DESCRIPTION OF THE TASK >>
Given the records below, pull every line with the word "super" into the answer.

(Saved data entries)

################

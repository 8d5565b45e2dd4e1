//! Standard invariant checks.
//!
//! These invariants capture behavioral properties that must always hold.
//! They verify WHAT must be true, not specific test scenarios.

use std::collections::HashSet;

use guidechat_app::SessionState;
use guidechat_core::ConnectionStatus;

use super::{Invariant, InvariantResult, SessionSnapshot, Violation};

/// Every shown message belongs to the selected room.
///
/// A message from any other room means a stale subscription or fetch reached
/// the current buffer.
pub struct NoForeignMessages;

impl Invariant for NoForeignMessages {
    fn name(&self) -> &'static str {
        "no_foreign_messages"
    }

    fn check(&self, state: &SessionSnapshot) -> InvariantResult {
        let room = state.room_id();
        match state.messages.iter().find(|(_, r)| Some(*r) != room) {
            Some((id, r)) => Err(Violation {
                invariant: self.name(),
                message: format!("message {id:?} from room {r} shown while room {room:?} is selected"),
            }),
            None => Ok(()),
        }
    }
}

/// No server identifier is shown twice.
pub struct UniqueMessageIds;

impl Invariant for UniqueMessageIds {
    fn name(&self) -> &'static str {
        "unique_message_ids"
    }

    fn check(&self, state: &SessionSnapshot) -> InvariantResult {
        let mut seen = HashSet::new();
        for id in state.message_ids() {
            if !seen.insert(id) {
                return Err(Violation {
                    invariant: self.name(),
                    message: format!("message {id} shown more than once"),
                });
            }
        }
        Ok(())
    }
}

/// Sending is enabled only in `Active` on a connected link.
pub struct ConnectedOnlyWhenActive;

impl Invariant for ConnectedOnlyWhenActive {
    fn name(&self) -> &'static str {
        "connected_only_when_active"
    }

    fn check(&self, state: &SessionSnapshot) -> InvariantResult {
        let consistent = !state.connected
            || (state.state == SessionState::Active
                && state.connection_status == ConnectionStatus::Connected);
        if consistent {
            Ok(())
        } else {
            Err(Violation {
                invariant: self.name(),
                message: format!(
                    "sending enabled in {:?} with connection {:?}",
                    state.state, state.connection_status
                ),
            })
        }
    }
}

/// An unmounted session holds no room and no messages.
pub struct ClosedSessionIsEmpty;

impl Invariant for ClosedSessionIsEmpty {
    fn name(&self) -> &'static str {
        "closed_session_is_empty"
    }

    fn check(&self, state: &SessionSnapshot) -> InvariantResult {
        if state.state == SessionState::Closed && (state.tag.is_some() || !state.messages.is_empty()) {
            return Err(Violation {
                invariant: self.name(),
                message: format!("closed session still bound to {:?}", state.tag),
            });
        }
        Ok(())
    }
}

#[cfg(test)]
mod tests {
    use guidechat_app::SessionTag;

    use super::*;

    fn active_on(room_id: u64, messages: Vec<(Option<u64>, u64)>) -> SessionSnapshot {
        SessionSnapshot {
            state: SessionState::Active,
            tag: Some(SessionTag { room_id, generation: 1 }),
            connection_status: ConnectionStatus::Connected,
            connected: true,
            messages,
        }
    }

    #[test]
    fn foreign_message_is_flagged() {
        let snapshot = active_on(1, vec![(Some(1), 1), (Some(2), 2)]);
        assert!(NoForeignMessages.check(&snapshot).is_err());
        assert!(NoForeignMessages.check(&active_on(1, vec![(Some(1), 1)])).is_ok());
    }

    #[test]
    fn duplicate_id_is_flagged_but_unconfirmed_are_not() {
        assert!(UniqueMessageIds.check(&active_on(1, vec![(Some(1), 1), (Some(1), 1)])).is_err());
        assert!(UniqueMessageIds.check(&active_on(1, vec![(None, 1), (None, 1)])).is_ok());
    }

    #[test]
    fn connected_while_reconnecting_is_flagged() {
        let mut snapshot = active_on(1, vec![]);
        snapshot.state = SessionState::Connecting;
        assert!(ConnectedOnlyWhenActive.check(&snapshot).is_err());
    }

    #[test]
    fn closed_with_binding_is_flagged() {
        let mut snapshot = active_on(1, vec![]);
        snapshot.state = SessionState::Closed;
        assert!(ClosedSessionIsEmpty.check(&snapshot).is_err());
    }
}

################

ANSWER SPACE >>
use super::{Invariant, InvariantResult, SessionSnapshot, Violation};
    use super::*;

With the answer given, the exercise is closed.